:: Source data ::

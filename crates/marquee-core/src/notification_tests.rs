//! Tests for the notification wire shape.

use super::*;
use chrono::TimeZone;
use serde_json::json;

#[test]
fn test_empty_notification_serializes_to_empty_object() {
    let notification = Notification::default();
    let value = serde_json::to_value(&notification).unwrap();
    assert_eq!(value, json!({}));
}

#[test]
fn test_full_notification_matches_embed_wire_shape() {
    let notification = Notification {
        author: Some(Author {
            name: "ethan".to_string(),
            icon_url: Some("https://plex.tv/users/abc/avatar".to_string()),
        }),
        description: Some("Now Playing".to_string()),
        title: Some("Inception".to_string()),
        url: Some("https://www.themoviedb.org/movie/27205".to_string()),
        thumbnail: Some(Thumbnail {
            url: "https://image.tmdb.org/t/p/original/x.jpg".to_string(),
        }),
        fields: vec![NotificationField::new("Library", "Movies")],
        footer: Some(Footer {
            text: "den".to_string(),
            icon_url: Some("https://i.imgur.com/HAcu5a1.png".to_string()),
        }),
        color: Some(0xEBAF00),
        timestamp: Some(Utc.with_ymd_and_hms(2024, 5, 1, 20, 15, 0).unwrap()),
    };

    let mut value = serde_json::to_value(&notification).unwrap();

    // The timestamp must be an RFC3339 string; the exact fractional-second
    // rendering is chrono's business.
    let timestamp = value
        .as_object_mut()
        .unwrap()
        .remove("timestamp")
        .expect("timestamp should serialize");
    assert!(timestamp.as_str().unwrap().starts_with("2024-05-01T20:15:00"));

    assert_eq!(
        value,
        json!({
            "author": {"name": "ethan", "icon_url": "https://plex.tv/users/abc/avatar"},
            "description": "Now Playing",
            "title": "Inception",
            "url": "https://www.themoviedb.org/movie/27205",
            "thumbnail": {"url": "https://image.tmdb.org/t/p/original/x.jpg"},
            "fields": [{"name": "Library", "value": "Movies", "inline": true}],
            "footer": {"text": "den", "icon_url": "https://i.imgur.com/HAcu5a1.png"},
            "color": 15446784
        })
    );
}

#[test]
fn test_author_without_icon_omits_icon_url() {
    let author = Author {
        name: "ethan".to_string(),
        icon_url: None,
    };
    assert_eq!(serde_json::to_value(&author).unwrap(), json!({"name": "ethan"}));
}

#[test]
fn test_has_title_reflects_degenerate_notifications() {
    let mut notification = Notification::default();
    assert!(!notification.has_title());

    notification.title = Some("Inception".to_string());
    assert!(notification.has_title());
}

:::

#### Work item:
Tally the lines of the material above that include the string "Library", then give only the tally.

#### Result for this task:
2